Chez les «cultureux», c’est un devoir de mépriser le succès populaire. Lui ça fait 40 ans qu’il est là. Indéboulonnable. Vendant des millions de disques, remplissant, chaque année, des centaines de salles à travers le monde.

Un vrai phénomène. D’une courtoisie et d’une gentillesse extrêmes. Et comme il le dit: «C’est quand même extraordinaire d’avoir à se justifier d’être respectueux des gens…».
Eh oui ! On en est là monsieur.


Mardi soir, devant les locaux de «Radio One» des centaines de fans voulaient vous voir, vous toucher, vous parler… Il en est ainsi de vos tournées autour du monde. Blasé ou toujours ému?

Il faut vraiment ne pas comprendre pourquoi les gens vous aiment pour être blasé. Humainement une chanson représente souvent beaucoup plus qu’une chanson. C’est quelquefois un point de repère d’une vie. Une chanson ça ramène des souvenirs d’une rencontre avec l’homme ou la femme de sa vie, c’est la naissance d’un enfant… Ce sont des moments importants. C’est incroyable ce qu’est une chanson dans le coeur de quelqu’un. Si les fans me suivent comme ça depuis de si nombreuses années, si elles se déplacent en si grand nombre pour venir me voir, pour être là, pour oser vous toucher, vous embrasser, cela veut dire que c’est important.

C’est curieux, vous dites toujours «elles»…

(Rires) Parce que c’est comme ça ! C’est vrai que je vois beaucoup plus de femmes dans le public qui se presse autour de moi. Elles me touchent, m’embrassent. Imaginez un artiste qui se dit : moi je n’aime pas tout ça, vous savez qui je suis ? On me doit déférence… Ce serait une horreur. Moi je prends beaucoup de temps à les écouter, à leur parler, à leur dire que si je suis beaucoup pour elles, elles sont aussi très importantes pour moi. Un artiste sans son public n’est plus un artiste. Il n’a plus de sens. C’est important. Et quelque part c’est une responsabilité. Un chanteur n’est pas seulement quelqu’un qui chante des mots sur une musique et qui fait un disque. Cela prend une autre dimension. Il alimente des gens en bonheur. Il fait ressortir les points de repères de leur vie.

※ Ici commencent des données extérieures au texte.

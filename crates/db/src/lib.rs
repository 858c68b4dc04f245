//! Database pool bootstrap and migration runner shared by the Orchestrator,
//! Inventory Authority, and Payment collaborator.
//!
//! Provides `init_db_pool` for creating a connection pool and
//! auto-applying SQL migrations from the migrations directory.

use anyhow::{Context, Result};
use app_config::AppConfig;
use deadpool_postgres::{Manager, ManagerConfig, Pool, RecyclingMethod, Runtime};
use tokio::fs;
use tokio_postgres::{Client, Config as PgConfig, NoTls};
use tracing::info;

/// Initializes the database connection pool and runs migrations.
///
/// # Arguments
/// * `cfg` - The loaded application configuration.
///
/// # Returns
/// * `Pool` - A pool of PostgreSQL connections, ready for async use.
///
/// # Errors
/// Returns an error if the pool cannot be created or migrations fail.
pub async fn init_db_pool(cfg: &AppConfig) -> Result<Pool> {
    let pg_config: PgConfig = cfg.db_dsn().parse().context("Failed to parse Postgres DSN")?;

    let mgr = Manager::from_config(
        pg_config,
        NoTls,
        ManagerConfig {
            recycling_method: RecyclingMethod::Fast,
        },
    );
    let pool = Pool::builder(mgr)
        .max_size(16)
        .runtime(Runtime::Tokio1)
        .build()
        .context("Failed to create database pool")?;

    // Try to get a connection with retries
    let max_retries = 5;
    let mut retry_count = 0;
    let mut last_error = None;

    while retry_count < max_retries {
        match pool.get().await {
            Ok(client) => {
                // Successfully got a connection, now run migrations
                info!(
                    "Successfully connected to database after {} retries",
                    retry_count
                );

                // Use relative path for migrations when running outside Docker
                // First try the current directory, then try the Docker path
                let migrations_paths = vec!["./migrations", "/app/migrations"];
                let mut migrations_found = false;

                for migrations_dir in migrations_paths {
                    info!("Trying migrations directory: {}", migrations_dir);
                    if tokio::fs::metadata(migrations_dir).await.is_ok() {
                        info!("Using migrations directory: {}", migrations_dir);
                        run_migrations(&client, migrations_dir).await?;
                        migrations_found = true;
                        break;
                    }
                }

                if !migrations_found {
                    info!("No migrations directory found. Skipping migrations.");
                }
                return Ok(pool);
            }
            Err(e) => {
                retry_count += 1;
                last_error = Some(e);
                info!(
                    "Failed to connect to database (attempt {}/{}), retrying in 1 second...",
                    retry_count, max_retries
                );
                tokio::time::sleep(std::time::Duration::from_secs(1)).await;
            }
        }
    }

    // If we get here, all retries failed
    Err(anyhow::anyhow!(
        "Failed to get DB connection after {} retries: {:?}",
        max_retries,
        last_error.unwrap()
    ))
}

/// Applies all SQL migrations from the given directory to the provided database client.
///
/// # Arguments
/// * `client` - An active Postgres client.
/// * `migrations_dir` - Path to the folder containing .sql migration files.
///
/// # Errors
/// Returns an error if migration files cannot be read or applied.
pub async fn run_migrations(client: &Client, migrations_dir: &str) -> Result<()> {
    let mut entries = fs::read_dir(migrations_dir)
        .await
        .context("Failed to read migrations directory")?;

    let mut paths = Vec::new();
    while let Some(entry) = entries.next_entry().await? {
        let path = entry.path();
        if path.extension().is_some_and(|ext| ext == "sql") {
            paths.push(path);
        }
    }
    // Migrations are named with a numeric prefix (e.g. "001_orders.sql") so a
    // lexicographic sort gives the intended apply order.
    paths.sort();

    for path in paths {
        let file_name = path.file_name().unwrap().to_string_lossy().into_owned();
        info!("Applying migration: {}", file_name);
        let content = fs::read_to_string(&path)
            .await
            .with_context(|| format!("Failed to read migration file {file_name}"))?;

        client
            .batch_execute(&content)
            .await
            .with_context(|| format!("Failed to execute migration {file_name}"))?;
    }
    Ok(())
}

Votre carrière dure depuis plus de 40 ans avec cette particularité : elle se fait en dehors des médias, radios et télé. Cela veut dire quoi : que les médias n’ont aucune influence sur une carrière?

Non pas du tout. On ne peut pas dire ça ma carrière, c’est vrai, est totalement à part. On ne peut pas dire, par exemple, que dans les années 70 je n’ai pas eu de couverture médiatique. J’ai été avec Mike Brant, parmi les artistes français les plus médiatisés. Nous représentions une génération et une mode. Quand nous sommes arrivés, ça représentait l’arrivée des chanteurs romantiques, ou comme on disait, des chanteurs à minettes. Nous avons bouleversé le panorama musical. Nous imposons notre romantisme.
Nous imposons nos chemises à grand col, nos pattes d’éléphant. C’est le raz de marée. Nous sommes médiatisés à fond. Puis, arrive la vague disco qui nous balaie Mike et moi. J’ai été repêché plus tard. Les radios libres arrivent et diffusent mes disques. Et c’est comme ça que je reviens. J’ai changé les arrangements de mes chansons, je fais rentrer au-delà des violons et d’autres instruments, les instruments et les sons électroniques.
Je me retrouve encore une fois dans l’air du temps. Mon coeur te dit je t’aime, Je t’aime à l’italienne et j’enchaîne à nouveau les succès. Et j’ai passé donc, après avoir été balayé par le disco, toutes les années 80 à collectionner des succès énormes, des dizaines de disques d’or. Voici donc deux décennies couvertes par les médias…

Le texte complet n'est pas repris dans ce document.